Provided entries Start Marker
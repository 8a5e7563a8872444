//! Bounded concurrent execution of independent async work units.
//!
//! A semaphore gates task starts so the number of simultaneously running
//! units never exceeds the limit, independent of how many are queued.
//! Results come back in input order, with per-task failures captured
//! rather than propagated, so the caller can merge deterministically.

use std::sync::Arc;

use tokio::sync::Semaphore;
use tokio::task::JoinSet;
use tokio_util::sync::CancellationToken;

/// Outcome of one unit of work in a bounded batch.
#[derive(Debug)]
pub enum BatchOutcome<T> {
    /// The task ran to completion.
    Completed(T),
    /// The task was dropped before starting because the run was cancelled.
    Skipped,
    /// The task panicked or was aborted; the message is for logging only.
    Failed(String),
}

impl<T> BatchOutcome<T> {
    /// Unwrap the completed value, if any.
    pub fn into_completed(self) -> Option<T> {
        match self {
            BatchOutcome::Completed(value) => Some(value),
            _ => None,
        }
    }
}

/// Runs batches of independent futures under a shared concurrency bound.
///
/// The semaphore is shared across every batch submitted to the same
/// scheduler, so a recursive caller fanning out at multiple tree levels
/// still respects one global limit.
pub struct BoundedScheduler {
    semaphore: Arc<Semaphore>,
}

impl BoundedScheduler {
    /// Create a scheduler allowing up to `limit` simultaneous tasks.
    pub fn new(limit: usize) -> Self {
        Self {
            semaphore: Arc::new(Semaphore::new(limit)),
        }
    }

    /// Run `tasks` concurrently, never exceeding the scheduler's limit.
    ///
    /// The returned vector is in input order. On cancellation,
    /// queued-but-not-started tasks resolve to `Skipped`; tasks already
    /// running finish naturally and their results are kept.
    pub async fn run_bounded<T, F>(
        &self,
        tasks: Vec<F>,
        cancel: &CancellationToken,
    ) -> Vec<BatchOutcome<T>>
    where
        F: std::future::Future<Output = T> + Send + 'static,
        T: Send + 'static,
    {
        let mut set: JoinSet<(usize, BatchOutcome<T>)> = JoinSet::new();

        for (index, task) in tasks.into_iter().enumerate() {
            let semaphore = self.semaphore.clone();
            let cancel = cancel.clone();
            set.spawn(async move {
                // Wait for a slot; a cancellation that lands first means
                // this task never starts.
                let permit = tokio::select! {
                    biased;
                    _ = cancel.cancelled() => return (index, BatchOutcome::Skipped),
                    permit = semaphore.acquire_owned() => permit,
                };
                let Ok(_permit) = permit else {
                    return (index, BatchOutcome::Skipped);
                };
                if cancel.is_cancelled() {
                    return (index, BatchOutcome::Skipped);
                }
                // Run the unit in its own task so a panic is captured as a
                // join error instead of tearing down the batch.
                match tokio::spawn(task).await {
                    Ok(value) => (index, BatchOutcome::Completed(value)),
                    Err(err) => (index, BatchOutcome::Failed(err.to_string())),
                }
            });
        }

        let mut results: Vec<BatchOutcome<T>> = Vec::new();
        results.resize_with(set.len(), || BatchOutcome::Skipped);
        while let Some(joined) = set.join_next().await {
            if let Ok((index, outcome)) = joined {
                results[index] = outcome;
            }
        }
        results
    }
}
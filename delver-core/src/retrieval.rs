//! Retriever collaborator seam.
//!
//! The engine consumes retrieval through this narrow trait; web search
//! APIs, document loaders, and vector stores all live behind it, outside
//! this crate. "No results" is an empty list, never an error.

use async_trait::async_trait;
use std::collections::HashMap;

use crate::error::RetrievalError;
use crate::model::SourceDocument;

/// Trait for source retrieval.
#[async_trait]
pub trait Retriever: Send + Sync {
    /// Search for sources matching a query.
    ///
    /// Implementations return `Err` only for genuine transport faults; the
    /// engine contains those as zero sources for the affected branch.
    async fn search(&self, query: &str) -> Result<Vec<SourceDocument>, RetrievalError>;
}

/// A retriever serving canned results, for tests and offline development.
///
/// Results are keyed by query substring; the first registered key
/// contained in the query wins. Queries matching nothing return the
/// fallback set (empty by default).
pub struct StaticRetriever {
    by_substring: Vec<(String, Vec<SourceDocument>)>,
    fallback: Vec<SourceDocument>,
    fail_for: HashMap<String, String>,
}

impl StaticRetriever {
    pub fn new() -> Self {
        Self {
            by_substring: Vec::new(),
            fallback: Vec::new(),
            fail_for: HashMap::new(),
        }
    }

    /// Serve `sources` for any query containing `substring`.
    pub fn with_results(
        mut self,
        substring: impl Into<String>,
        sources: Vec<SourceDocument>,
    ) -> Self {
        self.by_substring.push((substring.into(), sources));
        self
    }

    /// Serve `sources` for queries that match nothing else.
    pub fn with_fallback(mut self, sources: Vec<SourceDocument>) -> Self {
        self.fallback = sources;
        self
    }

    /// Fail with a transport error for any query containing `substring`.
    pub fn failing_for(mut self, substring: impl Into<String>, message: impl Into<String>) -> Self {
        self.fail_for.insert(substring.into(), message.into());
        self
    }
}

impl Default for StaticRetriever {
    fn default() -> Self {
        Self::new()
    }
}

#[async_trait]
impl Retriever for StaticRetriever {
    async fn search(&self, query: &str) -> Result<Vec<SourceDocument>, RetrievalError> {
        for (substring, message) in &self.fail_for {
            if query.contains(substring.as_str()) {
                return Err(RetrievalError::RequestFailed {
                    message: message.clone(),
                });
            }
        }
        for (substring, sources) in &self.by_substring {
            if query.contains(substring.as_str()) {
                return Ok(sources.clone());
            }
        }
        Ok(self.fallback.clone())
    }
}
Provided entries End Marker
**Description of the task:** Starting with the first line of the records above, give back each line exactly until the line with "shared concurrency bound." has been given as well.

**Output of the task:**
repository 8a5e7563a8872444
//! Bounded concurrent execution of independent async work units.
//!
//! A semaphore gates task starts so the number of simultaneously running
//! units never exceeds the limit, independent of how many are queued.
//! Results come back in input order, with per-task failures captured
//! rather than propagated, so the caller can merge deterministically.

use std::sync::Arc;

use tokio::sync::Semaphore;
use tokio::task::JoinSet;
use tokio_util::sync::CancellationToken;

/// Outcome of one unit of work in a bounded batch.
#[derive(Debug)]
pub enum BatchOutcome<T> {
    /// The task ran to completion.
    Completed(T),
    /// The task was dropped before starting because the run was cancelled.
    Skipped,
    /// The task panicked or was aborted; the message is for logging only.
    Failed(String),
}

impl<T> BatchOutcome<T> {
    /// Unwrap the completed value, if any.
    pub fn into_completed(self) -> Option<T> {
        match self {
            BatchOutcome::Completed(value) => Some(value),
            _ => None,
        }
    }
}

/// Runs batches of independent futures under a shared concurrency bound.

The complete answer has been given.